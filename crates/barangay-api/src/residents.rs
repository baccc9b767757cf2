//! Handlers for `/residents` endpoints.
//!
//! | Method | Path | Notes |
//! |--------|------|-------|
//! | `GET`  | `/residents` | `?search=&purok=&gender=&page=` |
//! | `GET`  | `/residents/puroks` | Distinct puroks of active residents |
//! | `GET`  | `/residents/create` | Identifier the next resident would get |
//! | `POST` | `/residents/create` | Body: resident form |
//! | `GET`  | `/residents/{id}` | 404 if missing or deactivated |
//! | `GET`  | `/residents/{id}/edit` | Current values |
//! | `POST` | `/residents/{id}/edit` | Body: resident form |
//! | `POST` | `/residents/{id}/delete` | Soft delete |

use std::sync::Arc;

use axum::{
  Extension, Json,
  extract::{Path, Query, State},
  http::StatusCode,
  response::IntoResponse,
};
use barangay_core::{
  form::ResidentForm,
  ident::EntityKind,
  query::{Page, PageRequest, ResidentQuery, Scope, non_blank},
  resident::{Gender, Resident},
  staff::Staff,
  store::RegistryStore,
};
use serde::{Deserialize, Serialize};
use serde_json::json;

use crate::error::ApiError;

// ─── Views ───────────────────────────────────────────────────────────────────

/// A resident with its derived display values.
#[derive(Debug, Serialize)]
pub struct ResidentView {
  #[serde(flatten)]
  pub resident:     Resident,
  pub full_name:    String,
  pub full_address: String,
  pub age:          i32,
}

impl From<Resident> for ResidentView {
  fn from(resident: Resident) -> Self {
    Self {
      full_name: resident.full_name(),
      full_address: resident.full_address(),
      age: resident.age(),
      resident,
    }
  }
}

/// The household a resident belongs to, as shown on the resident's page.
#[derive(Debug, Serialize)]
pub struct HouseholdLink {
  pub id:           i64,
  pub household_id: String,
  pub label:        String,
  pub is_active:    bool,
}

#[derive(Debug, Serialize)]
pub struct ResidentDetail {
  #[serde(flatten)]
  pub resident:          ResidentView,
  pub household_summary: Option<HouseholdLink>,
}

/// Parse a lenient `?page=`; anything unparseable means the first page.
pub(crate) fn page_param(page: Option<String>) -> PageRequest {
  non_blank(page)
    .and_then(|p| p.parse().ok())
    .map(PageRequest)
    .unwrap_or_default()
}

async fn active_resident<S: RegistryStore>(store: &S, id: i64) -> Result<Resident, ApiError> {
  store
    .get_resident(id, Scope::Active)
    .await
    .map_err(ApiError::store)?
    .ok_or_else(|| barangay_core::Error::not_found(EntityKind::Resident, id).into())
}

// ─── List ────────────────────────────────────────────────────────────────────

#[derive(Debug, Default, Deserialize)]
#[serde(default)]
pub struct ListParams {
  pub search: Option<String>,
  pub purok:  Option<String>,
  pub gender: Option<String>,
  pub page:   Option<String>,
}

/// `GET /residents`
pub async fn list<S: RegistryStore>(
  State(store): State<Arc<S>>,
  Query(params): Query<ListParams>,
) -> Result<Json<Page<ResidentView>>, ApiError> {
  let gender = non_blank(params.gender)
    .map(|g| {
      g.parse::<Gender>()
        .map_err(|_| ApiError::BadRequest(format!("unknown gender {g:?}")))
    })
    .transpose()?;

  let query = ResidentQuery {
    search: non_blank(params.search),
    purok: non_blank(params.purok),
    gender,
    page: page_param(params.page),
    ..Default::default()
  };

  let page = store.list_residents(&query).await.map_err(ApiError::store)?;
  Ok(Json(page.map(ResidentView::from)))
}

/// `GET /residents/puroks`
pub async fn puroks<S: RegistryStore>(
  State(store): State<Arc<S>>,
) -> Result<Json<Vec<String>>, ApiError> {
  Ok(Json(store.resident_puroks().await.map_err(ApiError::store)?))
}

// ─── Create ──────────────────────────────────────────────────────────────────

/// `GET /residents/create`
pub async fn new_form<S: RegistryStore>(
  State(store): State<Arc<S>>,
) -> Result<impl IntoResponse, ApiError> {
  let next_id = store
    .next_id(EntityKind::Resident)
    .await
    .map_err(ApiError::store)?;
  Ok(Json(json!({ "next_id": next_id })))
}

/// `POST /residents/create`
pub async fn create<S: RegistryStore>(
  State(store): State<Arc<S>>,
  Extension(staff): Extension<Staff>,
  Json(form): Json<ResidentForm>,
) -> Result<impl IntoResponse, ApiError> {
  let input = form.into_new(Some(staff.id))?;
  let resident = store.create_resident(input).await.map_err(ApiError::store)?;

  tracing::info!(
    resident_id = %resident.resident_id,
    staff = %staff.username,
    "resident created"
  );

  let message = format!("Resident {} added successfully!", resident.full_name());
  Ok((
    StatusCode::CREATED,
    Json(json!({ "message": message, "resident": ResidentView::from(resident) })),
  ))
}

// ─── Detail ──────────────────────────────────────────────────────────────────

/// `GET /residents/{id}`
pub async fn detail<S: RegistryStore>(
  State(store): State<Arc<S>>,
  Path(id): Path<i64>,
) -> Result<Json<ResidentDetail>, ApiError> {
  let resident = active_resident(store.as_ref(), id).await?;

  let household_summary = match resident.fields.household {
    Some(hid) => store
      .get_household(hid, Scope::All)
      .await
      .map_err(ApiError::store)?
      .map(|h| HouseholdLink {
        id:           h.household.id,
        household_id: h.household.household_id.clone(),
        label:        h.label(),
        is_active:    h.household.is_active,
      }),
    None => None,
  };

  Ok(Json(ResidentDetail { resident: resident.into(), household_summary }))
}

// ─── Edit ────────────────────────────────────────────────────────────────────

/// `GET /residents/{id}/edit`
pub async fn edit_form<S: RegistryStore>(
  State(store): State<Arc<S>>,
  Path(id): Path<i64>,
) -> Result<Json<ResidentView>, ApiError> {
  Ok(Json(active_resident(store.as_ref(), id).await?.into()))
}

/// `POST /residents/{id}/edit`; a `resident_id` in the body is ignored.
pub async fn update<S: RegistryStore>(
  State(store): State<Arc<S>>,
  Extension(staff): Extension<Staff>,
  Path(id): Path<i64>,
  Json(form): Json<ResidentForm>,
) -> Result<impl IntoResponse, ApiError> {
  let fields = form.validate()?;
  let resident = store.update_resident(id, fields).await.map_err(ApiError::store)?;

  tracing::info!(
    resident_id = %resident.resident_id,
    staff = %staff.username,
    "resident updated"
  );

  let message = format!("Resident {} updated successfully!", resident.full_name());
  Ok(Json(json!({ "message": message, "resident": ResidentView::from(resident) })))
}

// ─── Delete ──────────────────────────────────────────────────────────────────

/// `POST /residents/{id}/delete`
pub async fn delete<S: RegistryStore>(
  State(store): State<Arc<S>>,
  Extension(staff): Extension<Staff>,
  Path(id): Path<i64>,
) -> Result<impl IntoResponse, ApiError> {
  let resident = active_resident(store.as_ref(), id).await?;
  store.deactivate_resident(id).await.map_err(ApiError::store)?;

  tracing::info!(
    resident_id = %resident.resident_id,
    staff = %staff.username,
    "resident deactivated"
  );

  let message = format!("Resident {} has been deactivated.", resident.full_name());
  Ok(Json(json!({ "message": message })))
}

____________________

# The problem
All of the data must be written out again, exactly as it stands.

# Expected answer
filename crates/barangay-api/src/residents.rs
repository baccc9b767757cf2
//! Handlers for `/residents` endpoints.
//!
//! | Method | Path | Notes |
//! |--------|------|-------|
//! | `GET`  | `/residents` | `?search=&purok=&gender=&page=` |
//! | `GET`  | `/residents/puroks` | Distinct puroks of active residents |
//! | `GET`  | `/residents/create` | Identifier the next resident would get |
//! | `POST` | `/residents/create` | Body: resident form |
//! | `GET`  | `/residents/{id}` | 404 if missing or deactivated |
//! | `GET`  | `/residents/{id}/edit` | Current values |
//! | `POST` | `/residents/{id}/edit` | Body: resident form |
//! | `POST` | `/residents/{id}/delete` | Soft delete |

use std::sync::Arc;

use axum::{
  Extension, Json,
  extract::{Path, Query, State},
  http::StatusCode,
  response::IntoResponse,
};
use barangay_core::{
  form::ResidentForm,
  ident::EntityKind,
  query::{Page, PageRequest, ResidentQuery, Scope, non_blank},
  resident::{Gender, Resident},
  staff::Staff,
  store::RegistryStore,
};
use serde::{Deserialize, Serialize};
use serde_json::json;

use crate::error::ApiError;

// ─── Views ───────────────────────────────────────────────────────────────────

/// A resident with its derived display values.
#[derive(Debug, Serialize)]
pub struct ResidentView {
  #[serde(flatten)]
  pub resident:     Resident,
  pub full_name:    String,
  pub full_address: String,
  pub age:          i32,
}

impl From<Resident> for ResidentView {
  fn from(resident: Resident) -> Self {
    Self {
      full_name: resident.full_name(),
      full_address: resident.full_address(),
      age: resident.age(),
      resident,
    }
  }
}

/// The household a resident belongs to, as shown on the resident's page.
#[derive(Debug, Serialize)]
pub struct HouseholdLink {
  pub id:           i64,
  pub household_id: String,
  pub label:        String,
  pub is_active:    bool,
}

#[derive(Debug, Serialize)]
pub struct ResidentDetail {
  #[serde(flatten)]
  pub resident:          ResidentView,
  pub household_summary: Option<HouseholdLink>,
}

/// Parse a lenient `?page=`; anything unparseable means the first page.
pub(crate) fn page_param(page: Option<String>) -> PageRequest {
  non_blank(page)
    .and_then(|p| p.parse().ok())
    .map(PageRequest)
    .unwrap_or_default()
}

async fn active_resident<S: RegistryStore>(store: &S, id: i64) -> Result<Resident, ApiError> {
  store
    .get_resident(id, Scope::Active)
    .await
    .map_err(ApiError::store)?
    .ok_or_else(|| barangay_core::Error::not_found(EntityKind::Resident, id).into())
}

// ─── List ────────────────────────────────────────────────────────────────────

#[derive(Debug, Default, Deserialize)]
#[serde(default)]
pub struct ListParams {
  pub search: Option<String>,
  pub purok:  Option<String>,
  pub gender: Option<String>,
  pub page:   Option<String>,
}

/// `GET /residents`
pub async fn list<S: RegistryStore>(
  State(store): State<Arc<S>>,
  Query(params): Query<ListParams>,
) -> Result<Json<Page<ResidentView>>, ApiError> {
  let gender = non_blank(params.gender)
    .map(|g| {
      g.parse::<Gender>()
        .map_err(|_| ApiError::BadRequest(format!("unknown gender {g:?}")))
    })
    .transpose()?;

  let query = ResidentQuery {
    search: non_blank(params.search),
    purok: non_blank(params.purok),
    gender,
    page: page_param(params.page),
    ..Default::default()
  };

  let page = store.list_residents(&query).await.map_err(ApiError::store)?;
  Ok(Json(page.map(ResidentView::from)))
}

/// `GET /residents/puroks`
pub async fn puroks<S: RegistryStore>(
  State(store): State<Arc<S>>,
) -> Result<Json<Vec<String>>, ApiError> {
  Ok(Json(store.resident_puroks().await.map_err(ApiError::store)?))
}

// ─── Create ──────────────────────────────────────────────────────────────────

/// `GET /residents/create`
pub async fn new_form<S: RegistryStore>(
  State(store): State<Arc<S>>,
) -> Result<impl IntoResponse, ApiError> {
  let next_id = store
    .next_id(EntityKind::Resident)
    .await
    .map_err(ApiError::store)?;
  Ok(Json(json!({ "next_id": next_id })))
}

/// `POST /residents/create`
pub async fn create<S: RegistryStore>(
  State(store): State<Arc<S>>,
  Extension(staff): Extension<Staff>,
  Json(form): Json<ResidentForm>,
) -> Result<impl IntoResponse, ApiError> {
  let input = form.into_new(Some(staff.id))?;
  let resident = store.create_resident(input).await.map_err(ApiError::store)?;

  tracing::info!(
    resident_id = %resident.resident_id,
    staff = %staff.username,
    "resident created"
  );

  let message = format!("Resident {} added successfully!", resident.full_name());
  Ok((
    StatusCode::CREATED,
    Json(json!({ "message": message, "resident": ResidentView::from(resident) })),
  ))
}

// ─── Detail ──────────────────────────────────────────────────────────────────

/// `GET /residents/{id}`
pub async fn detail<S: RegistryStore>(
  State(store): State<Arc<S>>,
  Path(id): Path<i64>,
) -> Result<Json<ResidentDetail>, ApiError> {
  let resident = active_resident(store.as_ref(), id).await?;

  let household_summary = match resident.fields.household {
    Some(hid) => store
      .get_household(hid, Scope::All)
      .await
      .map_err(ApiError::store)?
      .map(|h| HouseholdLink {
        id:           h.household.id,
        household_id: h.household.household_id.clone(),
        label:        h.label(),
        is_active:    h.household.is_active,
      }),
    None => None,
  };

  Ok(Json(ResidentDetail { resident: resident.into(), household_summary }))
}

// ─── Edit ────────────────────────────────────────────────────────────────────

/// `GET /residents/{id}/edit`
pub async fn edit_form<S: RegistryStore>(
  State(store): State<Arc<S>>,
  Path(id): Path<i64>,
) -> Result<Json<ResidentView>, ApiError> {
  Ok(Json(active_resident(store.as_ref(), id).await?.into()))
}

/// `POST /residents/{id}/edit`; a `resident_id` in the body is ignored.
pub async fn update<S: RegistryStore>(
  State(store): State<Arc<S>>,
  Extension(staff): Extension<Staff>,
  Path(id): Path<i64>,
  Json(form): Json<ResidentForm>,
) -> Result<impl IntoResponse, ApiError> {
  let fields = form.validate()?;
  let resident = store.update_resident(id, fields).await.map_err(ApiError::store)?;

  tracing::info!(
    resident_id = %resident.resident_id,
    staff = %staff.username,
    "resident updated"
  );

  let message = format!("Resident {} updated successfully!", resident.full_name());
  Ok(Json(json!({ "message": message, "resident": ResidentView::from(resident) })))
}

// ─── Delete ──────────────────────────────────────────────────────────────────

/// `POST /residents/{id}/delete`
pub async fn delete<S: RegistryStore>(
  State(store): State<Arc<S>>,
  Extension(staff): Extension<Staff>,
  Path(id): Path<i64>,
) -> Result<impl IntoResponse, ApiError> {
  let resident = active_resident(store.as_ref(), id).await?;
  store.deactivate_resident(id).await.map_err(ApiError::store)?;

  tracing::info!(
    resident_id = %resident.resident_id,
    staff = %staff.username,
    "resident deactivated"
  );

  let message = format!("Resident {} has been deactivated.", resident.full_name());
  Ok(Json(json!({ "message": message })))
}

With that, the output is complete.